## Work instructions
For the material that follows, tally the lines holding "Affine" and give the total alone.

## Given information

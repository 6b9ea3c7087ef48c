use std::f64::consts::PI;

use serde::{Deserialize, Serialize};

use crate::error::TrackError;

/// All refinement parameters in one struct.
/// Designed to be serializable (for saving presets) and
/// adjustable at runtime (for editor settings).
#[derive(Debug, Clone, PartialEq, Serialize, Deserialize)]
#[serde(default)]
pub struct TrackConfig {
    // -- Refinement stage --
    /// RDP simplification threshold in screen pixels. 0 = no simplification.
    pub simplify_threshold: f64,
    /// Merge radius in screen pixels. Points (and point-to-line touches)
    /// closer than this are treated as one node. 0 = no merging.
    pub merge_threshold: f64,

    // -- Layout stage --
    /// Angle/length snapping parameters.
    pub optimization: OptimizationOptions,
}

/// Layout snapping parameters for one invocation.
#[derive(Debug, Clone, PartialEq, Serialize, Deserialize)]
#[serde(default)]
pub struct OptimizationOptions {
    /// Quantization step for segment directions (radians).
    /// None = keep raw angles unless close to a base angle.
    pub angle_constraint: Option<f64>,
    /// Allowed segment lengths as multiples of `def_bond_screen_length`,
    /// ascending. Empty = keep raw lengths.
    pub distance_constraints: Vec<f64>,
    /// The multiple that short segments are pulled towards.
    pub primary_distance_constraint: f64,
    /// Preferred directions of the first segment (radians).
    pub preferred_starting_angles: Vec<f64>,
    /// Desired interior angle between consecutive segments (radians).
    /// 120 deg gives the familiar zig-zag chain.
    pub preferred_include_angle: f64,
    /// Screen length of one canonical edge at the current zoom level.
    pub def_bond_screen_length: f64,
    /// Mirror the preferred starting angles, flipping the side the
    /// zig-zag grows towards.
    pub reverse_direction: bool,
}

impl Default for TrackConfig {
    fn default() -> Self {
        Self {
            simplify_threshold: 10.0,
            merge_threshold: 8.0,
            optimization: OptimizationOptions::default(),
        }
    }
}

impl Default for OptimizationOptions {
    fn default() -> Self {
        Self {
            angle_constraint: Some(PI / 6.0),
            distance_constraints: vec![0.5, 1.0, 1.5, 2.0],
            primary_distance_constraint: 1.0,
            preferred_starting_angles: vec![-PI / 6.0],
            preferred_include_angle: PI * 2.0 / 3.0,
            def_bond_screen_length: 30.0,
            reverse_direction: false,
        }
    }
}

impl TrackConfig {
    /// Check every numeric field once, up front.
    pub fn validate(&self) -> Result<(), TrackError> {
        non_negative("simplify_threshold", self.simplify_threshold)?;
        non_negative("merge_threshold", self.merge_threshold)?;
        self.optimization.validate()
    }
}

impl OptimizationOptions {
    pub fn validate(&self) -> Result<(), TrackError> {
        if let Some(step) = self.angle_constraint {
            if !step.is_finite() || step <= 0.0 {
                return Err(invalid(format!("angle_constraint must be positive, got {step}")));
            }
        }
        for &c in &self.distance_constraints {
            if !c.is_finite() || c <= 0.0 {
                return Err(invalid(format!(
                    "distance constraints must be positive, got {c}"
                )));
            }
        }
        if self.distance_constraints.windows(2).any(|w| w[0] > w[1]) {
            return Err(invalid("distance_constraints must be ascending".to_string()));
        }
        non_negative("def_bond_screen_length", self.def_bond_screen_length)?;
        for &a in &self.preferred_starting_angles {
            if !a.is_finite() {
                return Err(invalid("preferred_starting_angles must be finite".to_string()));
            }
        }
        if !self.preferred_include_angle.is_finite() {
            return Err(invalid("preferred_include_angle must be finite".to_string()));
        }
        if !self.primary_distance_constraint.is_finite() {
            return Err(invalid("primary_distance_constraint must be finite".to_string()));
        }
        Ok(())
    }

    /// Starting angles with `reverse_direction` applied.
    pub(crate) fn starting_angles(&self) -> Vec<f64> {
        if self.reverse_direction {
            self.preferred_starting_angles.iter().map(|a| -a).collect()
        } else {
            self.preferred_starting_angles.clone()
        }
    }
}

fn non_negative(name: &str, value: f64) -> Result<(), TrackError> {
    if value.is_finite() && value >= 0.0 {
        Ok(())
    } else {
        Err(invalid(format!("{name} must be a non-negative number, got {value}")))
    }
}

fn invalid(msg: String) -> TrackError {
    TrackError::InvalidOptions(msg)
}
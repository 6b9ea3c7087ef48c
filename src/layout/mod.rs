//! Layout optimization: snap refined parts onto preferred angles and
//! lengths while keeping fixed endpoints exactly in place.
//!
//! A point is *fixed* when it is anchored or was already laid out by an
//! earlier part. Which endpoints of a part are fixed decides the
//! strategy:
//!
//! - **Leading**: only the first point is fixed; every later point is
//!   placed from the previous one with snapped length and direction.
//! - **Circle**: the part closes on itself. Rings of 3 to 8 edges with no
//!   fixed interior point become regular polygons; larger ones get a
//!   Leading layout, then the gap at the closing point is spread evenly
//!   over the interior.
//! - **Both**: two different fixed ends; Leading layout, then a
//!   rotate/scale/rotate about the first point lands the last point on
//!   its target (or the gap is spread when that would scale too much).

pub mod snap;

use std::collections::HashMap;
use std::f64::consts::PI;

use kurbo::{Affine, Point, Vec2};
use log::debug;

use crate::config::OptimizationOptions;
use crate::geom::direction;
use crate::track::{SampleArena, SampleId, TrackPart};

use snap::{circle_include_angle, next_base_angles, snap_angle, snap_distance};

/// Largest scale the Both reconciliation may apply before falling back to
/// residual distribution.
const MAX_SIMILARITY_SCALE: f64 = 2.0;

/// Consecutive parts may disagree on their shared point by at most this.
const JUNCTION_EPSILON: f64 = 1e-9;

/// Which endpoints of a part are fixed.
#[derive(Debug, Clone, Copy, PartialEq, Eq)]
pub enum Constraint {
    /// Neither end fixed; laid out like Leading from the first point.
    None,
    Leading,
    Both,
    Circle,
}

/// Optimized positions for one part, parallel to its ids.
#[derive(Debug, Clone, PartialEq)]
pub struct LaidOutPart {
    pub ids: Vec<SampleId>,
    pub points: Vec<Point>,
    pub is_ring: bool,
    pub constraint: Constraint,
}

/// Lays out the parts of one track, remembering every position it has
/// produced so shared points are placed once.
#[derive(Debug)]
pub struct LayoutOptimizer<'a> {
    arena: &'a SampleArena,
    options: &'a OptimizationOptions,
    optimized: HashMap<SampleId, Point>,
}

impl<'a> LayoutOptimizer<'a> {
    pub fn new(arena: &'a SampleArena, options: &'a OptimizationOptions) -> Self {
        Self {
            arena,
            options,
            optimized: HashMap::new(),
        }
    }

    /// Final position of a point that must not move, if any.
    pub fn fixed_position(&self, id: SampleId) -> Option<Point> {
        if self.arena.anchor(id).is_some() {
            Some(self.arena.position(id))
        } else {
            self.optimized.get(&id).copied()
        }
    }

    fn is_fixed(&self, id: SampleId) -> bool {
        self.arena.anchor(id).is_some() || self.optimized.contains_key(&id)
    }

    /// Constraint of a part and whether it must be laid out reversed so
    /// that its fixed end comes first.
    pub fn classify(&self, ids: &[SampleId]) -> (Constraint, bool) {
        let first = ids[0];
        let last = ids[ids.len() - 1];
        match (self.is_fixed(first), self.is_fixed(last)) {
            (true, true) => {
                let same_anchor = matches!(
                    (self.arena.anchor(first), self.arena.anchor(last)),
                    (Some(a), Some(b)) if a == b
                );
                if first == last || same_anchor {
                    (Constraint::Circle, false)
                } else {
                    (Constraint::Both, false)
                }
            }
            (true, false) => (Constraint::Leading, false),
            (false, true) => (Constraint::Leading, true),
            (false, false) if first == last => (Constraint::Circle, false),
            (false, false) => (Constraint::None, false),
        }
    }

    /// Lay out a single part and remember its positions.
    pub fn optimize(&mut self, part: &TrackPart) -> LaidOutPart {
        let laid = self.lay_out(part);
        self.remember(&laid);
        laid
    }

    /// Lay out consecutive parts of one track.
    ///
    /// A part starts on the id the previous part ended on, which is fixed
    /// by then, so the parts join without any shifting. Returns the parts
    /// plus the joined polyline, without the duplicated junction points.
    pub fn optimize_parts(&mut self, parts: &[TrackPart]) -> (Vec<LaidOutPart>, Vec<Point>) {
        let mut laid_out = Vec::with_capacity(parts.len());
        let mut preview: Vec<Point> = Vec::new();
        for part in parts {
            let laid = self.lay_out(part);
            match preview.last() {
                Some(&junction) => {
                    debug_assert!(
                        junction.distance(laid.points[0]) <= JUNCTION_EPSILON,
                        "part starts at {:?}, previous part ended at {:?}",
                        laid.points[0],
                        junction
                    );
                    preview.extend_from_slice(&laid.points[1..]);
                }
                None => preview.extend_from_slice(&laid.points),
            }
            self.remember(&laid);
            laid_out.push(laid);
        }
        (laid_out, preview)
    }

    fn lay_out(&self, part: &TrackPart) -> LaidOutPart {
        let (constraint, reversed) = self.classify(&part.ids);
        let mut ids = part.ids.clone();
        if reversed {
            ids.reverse();
        }
        let mut points = match constraint {
            Constraint::Circle => self.circle(&ids),
            Constraint::Both => self.both(&ids),
            Constraint::Leading | Constraint::None => {
                self.leading(&ids, self.options.preferred_include_angle, false)
            }
        };
        if reversed {
            ids.reverse();
            points.reverse();
        }
        debug!(
            "layout: {} points, {:?}{}{}",
            ids.len(),
            constraint,
            if part.is_ring { ", ring" } else { "" },
            if reversed { ", reversed" } else { "" }
        );
        LaidOutPart {
            ids,
            points,
            is_ring: part.is_ring,
            constraint,
        }
    }

    fn remember(&mut self, laid: &LaidOutPart) {
        for (&id, &p) in laid.ids.iter().zip(&laid.points) {
            if self.arena.anchor(id).is_none() {
                self.optimized.entry(id).or_insert(p);
            }
        }
    }

    /// Place every point from the previous one with snapped length and
    /// direction. With `fresh_last`, the last point is always computed
    /// so callers can measure how far it lands from its target.
    fn leading(&self, ids: &[SampleId], include_angle: f64, fresh_last: bool) -> Vec<Point> {
        let n = ids.len();
        let start = self
            .fixed_position(ids[0])
            .unwrap_or_else(|| self.arena.position(ids[0]));
        let mut out = Vec::with_capacity(n);
        out.push(start);
        let mut placed: HashMap<SampleId, Point> = HashMap::new();
        placed.insert(ids[0], start);

        let mut base_angles = self.options.starting_angles();
        let mut last_angle: Option<f64> = None;

        for (i, &id) in ids.iter().enumerate().skip(1) {
            let prev = out[i - 1];
            if !(fresh_last && i == n - 1) {
                let known = self.fixed_position(id).or_else(|| placed.get(&id).copied());
                if let Some(p) = known {
                    if let Some(a) = direction(p - prev) {
                        last_angle = Some(a);
                        base_angles = next_base_angles(a, include_angle);
                    }
                    out.push(p);
                    continue;
                }
            }

            let raw = self.arena.position(id);
            let delta = raw - prev;
            let Some(raw_angle) = direction(delta) else {
                out.push(raw);
                continue;
            };
            let distance = snap_distance(delta.hypot(), self.options);
            let angle = snap_angle(
                raw_angle,
                &base_angles,
                self.options.angle_constraint,
                last_angle,
            );
            let p = prev + Vec2::from_angle(angle) * distance;
            out.push(p);
            placed.insert(id, p);
            last_angle = Some(angle);
            base_angles = next_base_angles(angle, include_angle);
        }
        out
    }

    fn circle(&self, ids: &[SampleId]) -> Vec<Point> {
        let edges = ids.len() - 1;
        if let Some(include) = circle_include_angle(edges) {
            if let Some(points) = self.regular_ring(ids, include) {
                return points;
            }
        }
        let include = circle_include_angle(edges).unwrap_or(self.options.preferred_include_angle);
        let laid = self.leading(ids, include, true);
        let last = ids[ids.len() - 1];
        let target = if last == ids[0] {
            laid[0]
        } else {
            self.target_of(last)
        };
        self.distribute_residual(ids, laid, target)
    }

    /// Leading layout of a small ring with every turn held on the base
    /// angle of the drawn winding and every edge at the snapped mean edge
    /// length: the first edge takes the snapped direction towards the
    /// second point. The polygon is regular, so the residual left for
    /// [`Self::distribute_residual`] is rounding noise and laying the
    /// result out again reproduces it.
    ///
    /// `None` when an interior point is fixed or the first edge has no
    /// direction.
    fn regular_ring(&self, ids: &[SampleId], include: f64) -> Option<Vec<Point>> {
        let n = ids.len();
        if ids[1..n - 1].iter().any(|&id| self.is_fixed(id)) {
            return None;
        }
        let start = self.target_of(ids[0]);
        let mut raw: Vec<Point> = ids.iter().map(|&id| self.arena.position(id)).collect();
        raw[0] = start;
        raw[n - 1] = start;

        let edges = (n - 1) as f64;
        let perimeter: f64 = raw.windows(2).map(|w| w[0].distance(w[1])).sum();
        let side = snap_distance(perimeter / edges, self.options);
        let first = direction(raw[1] - start)?;
        let mut angle = snap_angle(
            first,
            &self.options.starting_angles(),
            self.options.angle_constraint,
            None,
        );
        let area: f64 = raw
            .windows(2)
            .map(|w| w[0].to_vec2().cross(w[1].to_vec2()))
            .sum();
        let turn = if area < 0.0 { include - PI } else { PI - include };

        let mut out = Vec::with_capacity(n);
        out.push(start);
        let mut p = start;
        for _ in 1..n {
            p += Vec2::from_angle(angle) * side;
            out.push(p);
            angle += turn;
        }
        Some(self.distribute_residual(ids, out, self.target_of(ids[n - 1])))
    }

    fn both(&self, ids: &[SampleId]) -> Vec<Point> {
        let n = ids.len();
        let mut laid = self.leading(ids, self.options.preferred_include_angle, true);
        let start = laid[0];
        let target = self.target_of(ids[n - 1]);

        let want = target - start;
        let got = laid[n - 1] - start;
        let (Some(want_angle), Some(got_angle)) = (direction(want), direction(got)) else {
            return self.distribute_residual(ids, laid, target);
        };
        let scale = want.hypot() / got.hypot();
        if scale > MAX_SIMILARITY_SCALE {
            debug!("layout: scale {:.2} too large, spreading residual", scale);
            return self.distribute_residual(ids, laid, target);
        }

        let about = start.to_vec2();
        let transform = Affine::translate(about)
            * Affine::rotate(want_angle)
            * Affine::scale(scale)
            * Affine::rotate(-got_angle)
            * Affine::translate(-about);
        for i in 1..n - 1 {
            if self.fixed_position(ids[i]).is_none() {
                laid[i] = transform * laid[i];
            }
        }
        laid[n - 1] = target;
        laid
    }

    fn target_of(&self, id: SampleId) -> Point {
        self.fixed_position(id)
            .unwrap_or_else(|| self.arena.position(id))
    }

    /// Shift interior points by a linearly growing share of the gap
    /// between the laid-out last point and `target`.
    fn distribute_residual(&self, ids: &[SampleId], mut laid: Vec<Point>, target: Point) -> Vec<Point> {
        let n = laid.len();
        let step = (target - laid[n - 1]) / (n - 1) as f64;
        let mut shift = Vec2::ZERO;
        for i in 1..n - 1 {
            shift += step;
            if self.fixed_position(ids[i]).is_none() {
                laid[i] += shift;
            }
        }
        laid[n - 1] = target;
        laid
    }
}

## Output of the exercise
6